:: Data for this exercise ::
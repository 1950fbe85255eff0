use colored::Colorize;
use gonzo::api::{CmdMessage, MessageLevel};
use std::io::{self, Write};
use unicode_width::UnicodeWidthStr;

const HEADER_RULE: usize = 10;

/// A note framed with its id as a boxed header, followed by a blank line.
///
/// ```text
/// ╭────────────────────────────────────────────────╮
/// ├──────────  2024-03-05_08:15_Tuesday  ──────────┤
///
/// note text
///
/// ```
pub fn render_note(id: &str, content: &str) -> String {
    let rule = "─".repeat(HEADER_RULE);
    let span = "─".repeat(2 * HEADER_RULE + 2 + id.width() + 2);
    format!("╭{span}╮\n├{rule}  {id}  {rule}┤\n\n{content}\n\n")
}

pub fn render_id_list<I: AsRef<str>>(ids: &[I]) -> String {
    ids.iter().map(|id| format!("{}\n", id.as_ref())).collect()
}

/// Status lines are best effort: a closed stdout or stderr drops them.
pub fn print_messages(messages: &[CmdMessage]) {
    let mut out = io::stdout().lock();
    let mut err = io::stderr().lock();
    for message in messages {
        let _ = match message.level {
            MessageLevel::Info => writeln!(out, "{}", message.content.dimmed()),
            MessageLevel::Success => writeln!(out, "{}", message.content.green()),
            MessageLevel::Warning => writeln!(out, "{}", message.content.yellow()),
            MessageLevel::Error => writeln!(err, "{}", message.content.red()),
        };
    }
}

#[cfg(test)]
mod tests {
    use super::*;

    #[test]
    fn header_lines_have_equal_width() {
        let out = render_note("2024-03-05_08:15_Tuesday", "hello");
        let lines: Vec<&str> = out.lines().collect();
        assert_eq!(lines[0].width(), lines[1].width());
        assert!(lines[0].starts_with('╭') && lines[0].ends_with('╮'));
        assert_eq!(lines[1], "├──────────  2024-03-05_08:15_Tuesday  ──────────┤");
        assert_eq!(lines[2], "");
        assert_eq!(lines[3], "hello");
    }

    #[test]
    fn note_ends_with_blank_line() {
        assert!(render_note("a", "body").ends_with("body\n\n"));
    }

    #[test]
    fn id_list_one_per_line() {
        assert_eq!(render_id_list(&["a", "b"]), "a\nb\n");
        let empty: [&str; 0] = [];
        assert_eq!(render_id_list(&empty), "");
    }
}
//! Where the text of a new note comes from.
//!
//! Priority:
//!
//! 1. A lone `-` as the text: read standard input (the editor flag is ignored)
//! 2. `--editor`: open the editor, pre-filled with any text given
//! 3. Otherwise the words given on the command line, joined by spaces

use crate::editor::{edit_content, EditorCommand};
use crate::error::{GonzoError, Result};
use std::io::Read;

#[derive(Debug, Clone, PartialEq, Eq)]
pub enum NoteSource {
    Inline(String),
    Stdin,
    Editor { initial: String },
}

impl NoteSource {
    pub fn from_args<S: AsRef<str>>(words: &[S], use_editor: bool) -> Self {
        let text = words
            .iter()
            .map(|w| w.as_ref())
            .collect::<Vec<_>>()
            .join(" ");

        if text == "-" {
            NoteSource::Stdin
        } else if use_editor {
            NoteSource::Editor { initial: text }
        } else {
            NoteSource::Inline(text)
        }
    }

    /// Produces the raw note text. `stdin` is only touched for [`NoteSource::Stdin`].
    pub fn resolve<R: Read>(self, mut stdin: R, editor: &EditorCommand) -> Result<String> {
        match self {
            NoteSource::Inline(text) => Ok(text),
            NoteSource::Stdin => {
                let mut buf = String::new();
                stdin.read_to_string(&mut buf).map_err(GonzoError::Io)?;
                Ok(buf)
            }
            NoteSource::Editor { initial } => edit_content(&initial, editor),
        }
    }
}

:: Exercise prompt ::
All lines with the word "span" are needed; pull them from the entries and copy each.

:: Written answer ::
    let span = "─".repeat(2 * HEADER_RULE + 2 + id.width() + 2);
    format!("╭{span}╮\n├{rule}  {id}  {rule}┤\n\n{content}\n\n")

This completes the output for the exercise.